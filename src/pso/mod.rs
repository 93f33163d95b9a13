//! Improved particle swarm optimization (IPSO).
//!
//! Continuous PSO over the `[0, N]^T` box, decoded to node indices by
//! direct clamping ([`discretize`]).
//!
//! # Improvements over canonical PSO
//!
//! - Inertia weight decreasing linearly from `inertia_start` to `inertia_end`
//! - Clerc–Kennedy constriction factor on the whole velocity update
//! - Per-coordinate velocity clamp at `max_velocity_ratio · N`
//! - Absorbing walls: a coordinate hitting the box boundary stops
//! - Optional seeding from known-good assignments (used by HH)
//! - Early exit on stagnation or wall-clock budget
//!
//! # Complexity
//! O(iterations · swarm_size · T).
//!
//! # Reference
//! - Shi & Eberhart (1998), "A modified particle swarm optimizer"
//! - Clerc & Kennedy (2002), "The particle swarm: explosion, stability, and
//!   convergence in a multidimensional complex space"

mod particle;

pub use particle::{constriction, discretize, inertia};

use std::time::{Duration, Instant};

use rand::Rng;
use tracing::debug;

use particle::{Coefficients, Particle};

use crate::problem::Problem;
use crate::scheduler::{Algorithm, Assignment, Scheduler};

/// IPSO parameters.
#[derive(Debug, Clone, PartialEq)]
pub struct PsoConfig {
    /// Iteration budget (default: 100).
    pub iterations: usize,
    /// Number of particles (default: 30).
    pub swarm_size: usize,
    /// Inertia weight at the first iteration (default: 0.9).
    pub inertia_start: f64,
    /// Inertia weight at the last iteration (default: 0.4).
    pub inertia_end: f64,
    /// Attraction to the personal best, c1 (default: 2.05).
    pub cognitive: f64,
    /// Attraction to the global best, c2 (default: 2.05).
    pub social: f64,
    /// Velocity clamp as a fraction of the node count (default: 0.5).
    pub max_velocity_ratio: f64,
    /// Stop after this many iterations without improvement.
    pub stagnation_limit: Option<usize>,
    /// Wall-clock budget.
    pub time_limit: Option<Duration>,
}

impl Default for PsoConfig {
    fn default() -> Self {
        Self {
            iterations: 100,
            swarm_size: 30,
            inertia_start: 0.9,
            inertia_end: 0.4,
            cognitive: 2.05,
            social: 2.05,
            max_velocity_ratio: 0.5,
            stagnation_limit: None,
            time_limit: None,
        }
    }
}

impl PsoConfig {
    /// Sets the iteration budget.
    pub fn with_iterations(mut self, iterations: usize) -> Self {
        self.iterations = iterations;
        self
    }

    /// Sets the swarm size.
    pub fn with_swarm_size(mut self, swarm_size: usize) -> Self {
        self.swarm_size = swarm_size;
        self
    }

    /// Sets the inertia range.
    pub fn with_inertia(mut self, start: f64, end: f64) -> Self {
        self.inertia_start = start;
        self.inertia_end = end;
        self
    }

    /// Sets the acceleration coefficients.
    pub fn with_acceleration(mut self, cognitive: f64, social: f64) -> Self {
        self.cognitive = cognitive;
        self.social = social;
        self
    }

    /// Sets the stagnation limit.
    pub fn with_stagnation_limit(mut self, iterations: usize) -> Self {
        self.stagnation_limit = Some(iterations);
        self
    }

    /// Sets the wall-clock budget.
    pub fn with_time_limit(mut self, limit: Duration) -> Self {
        self.time_limit = Some(limit);
        self
    }
}

/// IPSO scheduler.
///
/// # Example
/// ```
/// use fog_schedule::models::{FogNode, Task, TerminalDevice};
/// use fog_schedule::problem::Problem;
/// use fog_schedule::pso::{IpsoScheduler, PsoConfig};
/// use fog_schedule::scheduler::Scheduler;
/// use rand::rngs::StdRng;
/// use rand::SeedableRng;
///
/// let tasks: Vec<Task> = (0..6)
///     .map(|i| Task::new(format!("T{i}"), 4.0, 100.0, 10.0).with_device("D"))
///     .collect();
/// let nodes = vec![FogNode::new("slow", 1.0e9, 20.0), FogNode::new("fast", 3.0e9, 80.0)];
/// let devices = vec![TerminalDevice::fixed("D", 1.0, 0.1)];
/// let problem = Problem::new(&tasks, &nodes, &devices).unwrap();
///
/// let scheduler = IpsoScheduler::new(PsoConfig::default().with_iterations(40));
/// let solution = scheduler.solve(&problem, &mut StdRng::seed_from_u64(42)).unwrap();
/// assert!(solution.allocations.iter().all(|a| a.node_id == "fast"));
/// ```
#[derive(Debug, Clone, Default)]
pub struct IpsoScheduler {
    config: PsoConfig,
}

impl IpsoScheduler {
    /// Creates an IPSO scheduler.
    pub fn new(config: PsoConfig) -> Self {
        Self { config }
    }

    /// Parameters in use.
    pub fn config(&self) -> &PsoConfig {
        &self.config
    }

    /// Runs the swarm, placing one particle on each of `seeds` first.
    ///
    /// Seeds of the wrong length or with out-of-range node indices are
    /// ignored. The returned assignment is never worse than the best seed.
    pub fn optimize<R: Rng>(
        &self,
        problem: &Problem<'_>,
        seeds: &[Vec<usize>],
        rng: &mut R,
    ) -> Assignment {
        let dim = problem.task_count();
        let node_count = problem.node_count();
        if dim == 0 || node_count == 0 {
            return Assignment::new(vec![0; dim]);
        }

        let config = &self.config;
        let swarm_size = config.swarm_size.max(1);
        let iterations = config.iterations.max(1);
        let upper = node_count as f64;
        let max_velocity = (config.max_velocity_ratio * upper).max(1e-6);
        let constriction = constriction(config.cognitive + config.social);
        debug!(
            tasks = dim,
            nodes = node_count,
            swarm_size,
            iterations,
            constriction,
            seeds = seeds.len(),
            "ipso started"
        );

        let valid_seeds = seeds
            .iter()
            .filter(|s| s.len() == dim && s.iter().all(|&n| n < node_count));
        let mut swarm: Vec<Particle> = valid_seeds
            .take(swarm_size)
            .map(|s| Particle::seeded(s, max_velocity, rng))
            .collect();
        while swarm.len() < swarm_size {
            swarm.push(Particle::random(dim, node_count, max_velocity, rng));
        }

        let mut best_position = swarm[0].position.clone();
        let mut best_assignment = swarm[0].decode(node_count);
        let mut best_objective = f64::INFINITY;
        for particle in &mut swarm {
            let assignment = particle.decode(node_count);
            let objective = problem.objective(&assignment);
            particle.observe(objective);
            if objective < best_objective {
                best_objective = objective;
                best_position.clone_from(&particle.position);
                best_assignment = assignment;
            }
        }

        let started = Instant::now();
        let mut convergence = Vec::with_capacity(iterations.min(1024));
        let mut stale = 0usize;
        for iteration in 0..iterations {
            if iteration > 0 && config.time_limit.is_some_and(|limit| started.elapsed() >= limit) {
                debug!(iteration, "ipso time limit reached");
                break;
            }

            let coefficients = Coefficients {
                inertia: inertia(iteration, iterations, config.inertia_start, config.inertia_end),
                cognitive: config.cognitive,
                social: config.social,
                constriction,
                max_velocity,
            };

            let mut improved = false;
            for particle in &mut swarm {
                particle.step(&best_position, upper, &coefficients, rng);
                let assignment = particle.decode(node_count);
                let objective = problem.objective(&assignment);
                particle.observe(objective);
                if objective < best_objective {
                    best_objective = objective;
                    best_position.clone_from(&particle.position);
                    best_assignment = assignment;
                    improved = true;
                }
            }

            convergence.push(fitness_of(best_objective));
            stale = if improved { 0 } else { stale + 1 };
            if config.stagnation_limit.is_some_and(|limit| stale >= limit) {
                debug!(iteration, stale, "ipso stagnated");
                break;
            }
        }

        debug!(objective = best_objective, iterations = convergence.len(), "ipso finished");
        Assignment::new(best_assignment).with_convergence(convergence)
    }
}

impl Scheduler for IpsoScheduler {
    fn algorithm(&self) -> Algorithm {
        Algorithm::Ipso
    }

    fn assign<R: Rng>(&self, problem: &Problem<'_>, rng: &mut R) -> Assignment {
        self.optimize(problem, &[], rng)
    }
}

pub(crate) fn fitness_of(objective: f64) -> f64 {
    if objective > 0.0 && objective.is_finite() {
        1.0 / objective
    } else {
        0.0
    }
}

* **Task directions**
Tally every line in these entries where the string "stale" occurs. The tally alone is the answer.

* **Finished task**
4